В возрасте 14 лет, находясь в пионерском лагере, предложил своей сверстнице вступить с ним в интимную близость. Возмущенная девочка пожаловалась и рассказала об этом ребятам отряда, которые злобно осмеяли больного, избили и публично всей компанией позорили и плевали на него. Больной долго и тяжело переживал все случившееся, стал еще более сенситивным и замкнутым. В течение нескольких месяцев после этого всюду «видел» насмешки и издевки по своему адресу. В последующие годы, в силу своих характерологических особенностей, в отношении лиц противоположного пола был крайне робким и неуверенным, много думал и читал (психологию, философию) с тем, чтобы как-то компенсировать свою беспомощность в этом плане.
В конце 1984 г. познакомился с девушкой, подруга которой общалась с жильцом его комнаты. Отношения у нашего больного были чисто платоническими, тогда как вторая пара этой комнаты (старший аспирант и его девушка) быстро вступили в интимную близость. В откровенной беседе девушка больного пожаловалась своей подруге на пассивность и бездеятельность больного, а та, в свою очередь, все это передала своему сожителю, старшему товарищу больного по комнате. Последний не сделал из этого секрета, беспардонно поднял больного на смех и, постоянно напоминая об этом, крайне травмировал его. Попав в такую ситуацию хронической психотравматизации, больной бросил работать над диссертацией и в соответствии со своим характером и прошлым опытом пытался чтением классиков марксизма-ленинизма компенсировать свою практическую беспомощность. В частности, утверждал, что книга Ф. Энгельса «Происхождение семьи, частной собственности и государства» очень помогла ему в этом. У больного нарушился сои, появилось чувство тревоги, работать уже совершенно не мог. Неоднократно, но безуспешно, пытался примириться с соседом, так как за кратким примирением с выпивкой следовала ссора и конфликт разгорался. На фоне таких нарастающих трудностей, переживаний и алкоголизации 22.01.86 г. больной сначала услышал общий «гул», в котором позднее выявились голоса знакомые и незнакомые, измененные, будто пришедшие из космоса.

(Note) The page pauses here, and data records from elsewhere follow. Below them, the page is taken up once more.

// SPDX-FileCopyrightText: 2026 Mensajero Contributors
// SPDX-License-Identifier: MIT OR Apache-2.0

//! Test harness for end-to-end integration testing.
//!
//! `TestHarness` opens a [`Logistics`] facade over a temporary SQLite
//! database and seeds it with zones, couriers and shipments through the same
//! operations production code uses.

use std::sync::Arc;

use mensajero_config::model::{MensajeroConfig, StorageConfig};
use mensajero_core::MensajeroError;
use mensajero_sheets::ImportFormat;
use mensajero_tracking::Logistics;

/// A shipment sheet in CSV with one row per tracking number.
pub fn shipment_csv(tracking_numbers: &[&str]) -> String {
    let mut csv = String::from("sender,tracking_number,recipient,address,city\n");
    for n in tracking_numbers {
        csv.push_str(&format!("Tienda Uno,{n},Luis Pérez,Calle 10 # 4-21,Cali\n"));
    }
    csv
}

/// Builder for seeded test environments.
#[derive(Default)]
pub struct TestHarnessBuilder {
    zones: Vec<(String, f64)>,
    couriers: Vec<(String, String)>,
    customers: Vec<String>,
    shipments: Vec<String>,
    bearer_token: Option<String>,
}

impl TestHarnessBuilder {
    pub fn with_zone(mut self, name: &str, tariff: f64) -> Self {
        self.zones.push((name.to_string(), tariff));
        self
    }

    /// Register a courier. The zone must be added with [`with_zone`](Self::with_zone).
    pub fn with_courier(mut self, name: &str, zone: &str) -> Self {
        self.couriers.push((name.to_string(), zone.to_string()));
        self
    }

    pub fn with_customer(mut self, name: &str) -> Self {
        self.customers.push(name.to_string());
        self
    }

    /// Import shipments with these tracking numbers.
    pub fn with_shipments(mut self, tracking_numbers: &[&str]) -> Self {
        self.shipments
            .extend(tracking_numbers.iter().map(|n| n.to_string()));
        self
    }

    /// Set `gateway.bearer_token` in the harness config.
    pub fn with_bearer_token(mut self, token: &str) -> Self {
        self.bearer_token = Some(token.to_string());
        self
    }

    /// Create the database and apply the seed data.
    pub async fn build(self) -> Result<TestHarness, MensajeroError> {
        let temp_dir =
            tempfile::TempDir::new().map_err(|e| MensajeroError::Storage { source: e.into() })?;
        let db_path = temp_dir.path().join("test.db");

        let mut config = MensajeroConfig {
            storage: StorageConfig {
                database_path: db_path.to_string_lossy().into_owned(),
                ..StorageConfig::default()
            },
            ..MensajeroConfig::default()
        };
        config.gateway.bearer_token = self.bearer_token;

        let logistics = Logistics::open(&config).await?;
        for (name, tariff) in &self.zones {
            logistics.register_zone(name, *tariff).await?;
        }
        for (name, zone) in &self.couriers {
            logistics.register_courier(name, zone).await?;
        }
        for name in &self.customers {
            logistics.register_customer(name).await?;
        }
        if !self.shipments.is_empty() {
            let numbers: Vec<&str> = self.shipments.iter().map(String::as_str).collect();
            logistics
                .import_shipments(shipment_csv(&numbers).as_bytes(), Some(ImportFormat::Csv))
                .await?;
        }
        tracing::debug!(path = %db_path.display(), "test harness ready");

        Ok(TestHarness {
            logistics: Arc::new(logistics),
            config,
            _temp_dir: temp_dir,
        })
    }
}

/// A seeded environment backed by a temporary database.
pub struct TestHarness {
    pub logistics: Arc<Logistics>,
    /// Configuration pointing at the temporary database.
    pub config: MensajeroConfig,
    /// Temp directory kept alive for cleanup on drop.
    _temp_dir: tempfile::TempDir,
}

impl TestHarness {
    pub fn builder() -> TestHarnessBuilder {
        TestHarnessBuilder::default()
    }

    /// The usual fixture: zone "Norte" at 5000, courier "Ana", and the given shipments.
    pub async fn with_defaults(tracking_numbers: &[&str]) -> Result<Self, MensajeroError> {
        Self::builder()
            .with_zone("Norte", 5000.0)
            .with_courier("Ana", "Norte")
            .with_shipments(tracking_numbers)
            .build()
            .await
    }
}
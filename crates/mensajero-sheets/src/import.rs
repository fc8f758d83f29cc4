// SPDX-FileCopyrightText: 2026 Mensajero Contributors
// SPDX-License-Identifier: MIT OR Apache-2.0

//! Shipment import from CSV or XLSX.

use std::io::Cursor;

use calamine::{Data, Reader, open_workbook_auto_from_rs};
use mensajero_core::MensajeroError;
use mensajero_core::types::{SHIPMENT_COLUMNS, Shipment};
use strum::{Display, EnumString};
use tracing::debug;

use crate::sheet_err;

/// Encoding of an uploaded shipment sheet.
#[derive(Debug, Clone, Copy, PartialEq, Eq, Display, EnumString)]
#[strum(serialize_all = "lowercase", ascii_case_insensitive)]
pub enum ImportFormat {
    Csv,
    Xlsx,
}

impl ImportFormat {
    /// Guess the format from the leading bytes: zip and OLE containers are
    /// workbooks, anything else is treated as CSV.
    pub fn sniff(bytes: &[u8]) -> Self {
        const ZIP: &[u8] = b"PK\x03\x04";
        const OLE: &[u8] = &[0xD0, 0xCF, 0x11, 0xE0];
        if bytes.starts_with(ZIP) || bytes.starts_with(OLE) {
            ImportFormat::Xlsx
        } else {
            ImportFormat::Csv
        }
    }

    /// Format implied by a file extension, if recognised.
    pub fn from_extension(ext: &str) -> Option<Self> {
        match ext.to_ascii_lowercase().as_str() {
            "csv" | "txt" => Some(ImportFormat::Csv),
            "xlsx" | "xlsm" | "xls" | "ods" => Some(ImportFormat::Xlsx),
            _ => None,
        }
    }
}

/// Rows read from an import sheet.
#[derive(Debug, Clone, Default, PartialEq, Eq)]
pub struct ParsedImport {
    pub shipments: Vec<Shipment>,
    /// Data rows dropped because their tracking number was blank.
    pub blank_rows: usize,
}

/// Parse a shipment sheet.
///
/// The first row is the header. Header names are matched after trimming,
/// lowercasing, and turning spaces and hyphens into underscores; extra
/// columns are ignored. Fails with `ImportSchema` if any required column is
/// absent.
pub fn parse_shipments(bytes: &[u8], format: ImportFormat) -> Result<ParsedImport, MensajeroError> {
    let rows = match format {
        ImportFormat::Csv => read_csv(bytes)?,
        ImportFormat::Xlsx => read_workbook(bytes)?,
    };
    let mut rows = rows.into_iter();
    let header = rows.next().unwrap_or_default();
    let positions = column_positions(&header)?;

    let mut parsed = ParsedImport::default();
    for row in rows {
        if row.iter().all(|cell| cell.is_empty()) {
            continue;
        }
        let field = |idx: usize| row.get(positions[idx]).cloned().unwrap_or_default();
        let shipment = Shipment {
            sender: field(0),
            tracking_number: field(1),
            recipient: field(2),
            address: field(3),
            city: field(4),
        };
        if shipment.tracking_number.is_empty() {
            parsed.blank_rows += 1;
            continue;
        }
        parsed.shipments.push(shipment);
    }
    debug!(
        rows = parsed.shipments.len(),
        blank = parsed.blank_rows,
        %format,
        "parsed shipment sheet"
    );
    Ok(parsed)
}

fn normalize_header(name: &str) -> String {
    name.trim()
        .to_lowercase()
        .chars()
        .map(|c| if c == ' ' || c == '-' { '_' } else { c })
        .collect()
}

/// Index of each required column, in `SHIPMENT_COLUMNS` order.
fn column_positions(header: &[String]) -> Result<[usize; 5], MensajeroError> {
    let normalized: Vec<String> = header.iter().map(|h| normalize_header(h)).collect();
    let mut positions = [0; 5];
    let mut missing = Vec::new();
    for (slot, column) in SHIPMENT_COLUMNS.iter().enumerate() {
        match normalized.iter().position(|h| h == column) {
            Some(idx) => positions[slot] = idx,
            None => missing.push(column.to_string()),
        }
    }
    if !missing.is_empty() {
        return Err(MensajeroError::ImportSchema {
            missing,
            required: SHIPMENT_COLUMNS.iter().map(|c| c.to_string()).collect(),
        });
    }
    Ok(positions)
}

fn read_csv(bytes: &[u8]) -> Result<Vec<Vec<String>>, MensajeroError> {
    let bytes = bytes.strip_prefix(b"\xEF\xBB\xBF").unwrap_or(bytes);
    let mut reader = csv::ReaderBuilder::new()
        .has_headers(false)
        .flexible(true)
        .trim(csv::Trim::All)
        .from_reader(bytes);
    reader
        .records()
        .map(|record| {
            record
                .map(|r| r.iter().map(str::to_string).collect())
                .map_err(sheet_err)
        })
        .collect()
}

fn read_workbook(bytes: &[u8]) -> Result<Vec<Vec<String>>, MensajeroError> {
    let mut workbook = open_workbook_auto_from_rs(Cursor::new(bytes.to_vec())).map_err(sheet_err)?;
    let range = workbook
        .worksheet_range_at(0)
        .ok_or_else(|| sheet_err("workbook has no worksheets"))?
        .map_err(sheet_err)?;
    Ok(range
        .rows()
        .map(|row| row.iter().map(cell_text).collect())
        .collect())
}

/// Text of a workbook cell. Whole floats lose their fraction so numeric
/// tracking numbers read back as typed.
fn cell_text(cell: &Data) -> String {
    match cell {
        Data::Empty => String::new(),
        Data::String(s) => s.trim().to_string(),
        Data::Int(i) => i.to_string(),
        Data::Float(f) if f.fract() == 0.0 && f.abs() < 1e15 => format!("{}", *f as i64),
        other => other.to_string().trim().to_string(),
    }
}

#[cfg(test)]
mod tests {
    use super::*;

    const HEADER: &str = "sender,tracking_number,recipient,address,city";

    #[test]
    fn csv_rows_are_trimmed_and_blank_numbers_skipped() {
        let csv = format!(
            "{HEADER}\nTienda, A100 ,Luis,Calle 1,Cali\nTienda,,Ana,Calle 2,Cali\n,,,,\nTienda,A101,Eva,Calle 3,Pasto\n"
        );
        let parsed = parse_shipments(csv.as_bytes(), ImportFormat::Csv).unwrap();
        assert_eq!(parsed.shipments.len(), 2);
        assert_eq!(parsed.shipments[0].tracking_number, "A100");
        assert_eq!(parsed.shipments[1].city, "Pasto");
        assert_eq!(parsed.blank_rows, 1);
    }

    #[test]
    fn headers_match_in_any_order_and_case() {
        let csv = "City,Tracking Number,Extra,Recipient,Sender,Address\nCali,Z9,x,Luis,Tienda,Calle 1\n";
        let parsed = parse_shipments(csv.as_bytes(), ImportFormat::Csv).unwrap();
        let s = &parsed.shipments[0];
        assert_eq!(s.tracking_number, "Z9");
        assert_eq!(s.sender, "Tienda");
        assert_eq!(s.city, "Cali");
    }

    #[test]
    fn missing_columns_are_reported() {
        let err = parse_shipments(b"sender,tracking_number,recipient\n", ImportFormat::Csv)
            .unwrap_err();
        match err {
            MensajeroError::ImportSchema { missing, required } => {
                assert_eq!(missing, vec!["address", "city"]);
                assert_eq!(required.len(), 5);
            }
            other => panic!("expected ImportSchema, got {other:?}"),
        }
    }

    #[test]
    fn empty_file_lacks_every_column() {
        let err = parse_shipments(b"", ImportFormat::Csv).unwrap_err();
        assert!(matches!(err, MensajeroError::ImportSchema { ref missing, .. } if missing.len() == 5));
    }

    #[test]
    fn xlsx_workbook_is_read_from_first_sheet() {
        let mut workbook = rust_xlsxwriter::Workbook::new();
        let sheet = workbook.add_worksheet();
        for (col, name) in SHIPMENT_COLUMNS.iter().enumerate() {
            sheet.write_string(0, col as u16, *name).unwrap();
        }
        sheet.write_string(1, 0, "Tienda").unwrap();
        sheet.write_number(1, 1, 90012.0).unwrap();
        sheet.write_string(1, 2, "Luis").unwrap();
        sheet.write_string(1, 3, "Calle 1").unwrap();
        sheet.write_string(1, 4, "Cali").unwrap();
        let bytes = workbook.save_to_buffer().unwrap();

        assert_eq!(ImportFormat::sniff(&bytes), ImportFormat::Xlsx);
        let parsed = parse_shipments(&bytes, ImportFormat::Xlsx).unwrap();
        assert_eq!(parsed.shipments.len(), 1);
        assert_eq!(parsed.shipments[0].tracking_number, "90012");
    }

    #[test]
    fn garbage_workbook_is_a_sheet_error() {
        let err = parse_shipments(b"PK\x03\x04garbage", ImportFormat::Xlsx).unwrap_err();
        assert!(matches!(err, MensajeroError::Sheet { .. }));
    }

    #[test]
    fn format_parsing_and_extensions() {
        assert_eq!("XLSX".parse::<ImportFormat>().unwrap(), ImportFormat::Xlsx);
        assert_eq!(ImportFormat::from_extension("CSV"), Some(ImportFormat::Csv));
        assert_eq!(ImportFormat::from_extension("pdf"), None);
        assert_eq!(ImportFormat::sniff(HEADER.as_bytes()), ImportFormat::Csv);
    }
}
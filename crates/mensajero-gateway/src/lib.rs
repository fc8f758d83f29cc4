// SPDX-FileCopyrightText: 2026 Mensajero Contributors
// SPDX-License-Identifier: MIT OR Apache-2.0

//! HTTP JSON API over the Mensajero [`Logistics`](mensajero_tracking::Logistics) facade.

pub mod auth;
pub mod error;
pub mod handlers;
pub mod server;

pub use auth::AuthConfig;
pub use error::{ApiError, ErrorResponse};
pub use server::{GatewayState, ServerConfig, router, start_server};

Больной ходил по общежитию, стучал в двери и вызывал для объяснения людей, чьи голоса воспринимал. Наряду с этим его беспокоили кратковременные (до 15 мин), но тяжелые наплывы мыслей в голове; иногда и ощущение, что его мысли известны окружающим, могут быть использованы шпионами, в связи с чем даже возникали суицидные мысли (думал нырнуть в прорубь на Неве). Сам обратился в психоневрологический диспансер, был направлен в психиатрическую больницу, где находился с 29.01. по 24.03.86 г. Тогда больной высказывал мысли о том, что все в общежитии, в институте, а затем — ив отделении смотрят на него по-особенному, насмешливо, говорят о нем плохое, осуждают его и т. д. Наблюдались тогда и слуховые вербальные галлюцинации в виде диалога, одни из которых осуждали, ругали больного, а другие (женские), напротив, защищали его. «Голоса» осуждали его за слабость, безволие, причем выделялся голос соседа по комнате. Одновременно в первые дни пребывания в отделении отмечена и абстинентная симптоматика, в дальнейшем подвергшаяся полной редукции. Под влиянием лечения, примерно через 11/2 — 2 нед после госпитализации, голоса стали отдаленными и затем исчезли. Более устойчивыми оказались бредовые идеи отношения и преследования со стороны соседа по комнате и других проживавших в том общежитии лиц. После их исчезновения и стабилизации хорошего состояния больной был выписан из больницы.